Prominent Diffuse Ground-Glass Opacities: A Challenging Case of CTD-ILD, IPH, and Secondary PAP Coexistence

Background: Diffuse ground-glass opacities (GGOs) are a commonly observed radiographic finding in pulmonary imaging, frequently associated with various pulmonary pathologies. The etiology of ground-glass opacities is multifactorial, with connective tissue disease-associated interstitial lung disease (CTD-ILD), pulmonary haemosiderosis (PH), and pulmonary alveolar proteinosis (PAP) being potential underlying causes. Since the radiographic presentations of PH and PAP may overlap with those of CTD-ILD, a comprehensive differential diagnosis is crucial. Case presentation: This paper presents the case of a 24-year-old female patient who initially presented with thrombocytopenia and pulmonary opacities, accompanied by exertional dyspnoea, and was diagnosed with CTD-ILD. After treatment with glucocorticoids and mycophenolic acid (MPA), her symptoms improved. However, chest imaging over 8 months revealed recurrent fluctuations in pulmonary ground-glass opacities. Nine months after treatment, fibreoptic bronchoscopy revealed greyish-white gelatinous material in the bronchoalveolar lavage fluid.

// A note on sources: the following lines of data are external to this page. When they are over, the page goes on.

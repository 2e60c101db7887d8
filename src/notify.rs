use std::collections::BTreeMap;
use std::path::PathBuf;

use anyhow::Result;
use base64::Engine;
use base64::engine::general_purpose::URL_SAFE;
use serde::Serialize;
use tracing::info;

use crate::catalog::MusicCatalog;
use crate::error::PipelineError;
use crate::links::ReachabilityProbe;
use crate::survey::{Respondent, SURVEY_YEARS};
use crate::util::write_json_pretty;
use crate::valence::{Score, ValenceAggregator};

pub const SENDER_NAME: &str = "The MoodOfMusic Team";
pub const SUBJECT: &str = "Your Mood of Music Results!";

#[derive(Debug, Clone, Serialize)]
pub struct Notification {
    pub name: String,
    pub email: String,
    pub scores: BTreeMap<String, Score>,
}

pub fn build_notifications<C: MusicCatalog, P: ReachabilityProbe>(
    respondents: &[Respondent],
    aggregator: &ValenceAggregator<'_, C, P>,
) -> Result<Vec<Notification>, PipelineError> {
    let mut notifications = Vec::with_capacity(respondents.len());
    for respondent in respondents {
        let mut scores = BTreeMap::new();
        for (year, link) in SURVEY_YEARS.iter().zip(&respondent.links) {
            scores.insert(year.to_string(), aggregator.average_valence(link)?);
        }
        notifications.push(Notification {
            name: respondent.name.clone(),
            email: respondent.email.clone(),
            scores,
        });
    }
    Ok(notifications)
}

#[derive(Debug, Clone, Serialize)]
pub struct ComposedMessage {
    pub to: String,
    pub from: String,
    pub subject: String,
    pub body: String,
    /// URL-safe base64 of the full RFC 822 message.
    pub raw: String,
}

fn year_line(year: &str, score: Score) -> String {
    match score {
        Score::Valence(value) => format!("In {year}, you were about {value} happy."),
        sentinel => format!("In {year}: {sentinel}."),
    }
}

const INTRO: [&str; 5] = [
    "We are the YourMoodOfMusic SoftDes Team, and you are receiving this email \
     because you responded to our survey.",
    "Our project aimed to determine how happy a person was in a specific year \
     based on their Spotify Wrapped.",
    "We used 'valence' values, provided by Spotify, to calculate the average \
     happiness value of the songs in your playlist.",
    "These valence values range from 0 to 1, with higher scores meaning more happiness!",
    "For those of you who were curious about your own valence scores... \
     Here are the results!",
];

pub fn compose(notification: &Notification) -> ComposedMessage {
    let mut paragraphs = vec![format!("Hey {}!", notification.name)];
    paragraphs.extend(INTRO.iter().map(|line| line.to_string()));
    for (year, score) in &notification.scores {
        paragraphs.push(year_line(year, *score));
    }
    paragraphs.push("Thank you for being part of our project!".to_string());
    let body = paragraphs.join("\n\n");

    let rfc822 = format!(
        "To: {to}\r\nFrom: {SENDER_NAME}\r\nSubject: {SUBJECT}\r\nMIME-Version: 1.0\r\n\
         Content-Type: text/plain; charset=\"utf-8\"\r\n\r\n{body}",
        to = notification.email,
    );

    ComposedMessage {
        to: notification.email.clone(),
        from: SENDER_NAME.to_string(),
        subject: SUBJECT.to_string(),
        raw: URL_SAFE.encode(rfc822.as_bytes()),
        body,
    }
}

pub trait NotificationSender {
    fn deliver(&mut self, message: &ComposedMessage) -> Result<()>;
}

/// Writes each message to `<dir>/<nnn>-<address>.json`.
pub struct OutboxSender {
    dir: PathBuf,
    written: usize,
}

impl OutboxSender {
    pub fn new(dir: PathBuf) -> Self {
        Self { dir, written: 0 }
    }

    pub fn written(&self) -> usize {
        self.written
    }
}

impl NotificationSender for OutboxSender {
    fn deliver(&mut self, message: &ComposedMessage) -> Result<()> {
        let stem: String = message
            .to
            .chars()
            .map(|ch| if ch.is_ascii_alphanumeric() { ch } else { '_' })
            .collect();
        let path = self.dir.join(format!("{:03}-{stem}.json", self.written + 1));
        write_json_pretty(&path, message)?;
        self.written += 1;
        info!(path = %path.display(), to = %message.to, "queued result email");
        Ok(())
    }
}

Anti-granulocyte-macrophage colony-stimulating factor (GM-CSF) antibodies were found to be <1 IU/ml, leading to the diagnosis of CTD-ILD with SPAP. Atorvastatin was then added to the treatment regimen. Despite ten months of statin therapy, Chest CT findings show that the condition remains recurrent. After 12 months of statin therapy, re-examination of the lung biopsy specimen revealed alveolar hemosiderin deposition, confirming the diagnosis of CTD-ILD with idiopathic pulmonary hemosiderosis (IPH). Conclusion: This case report describes the rare occurrence of SPAP in a patient with CTD-ILD complicated by IPH. This case highlights the importance of vigilance for IPH and SPAP in patients with CTD who present with persistent or fluctuating pulmonary imaging abnormalities that do not adequately respond to conventional therapy. Prompt alveolar lavage and lung biopsy are essential for establishing a definitive diagnosis.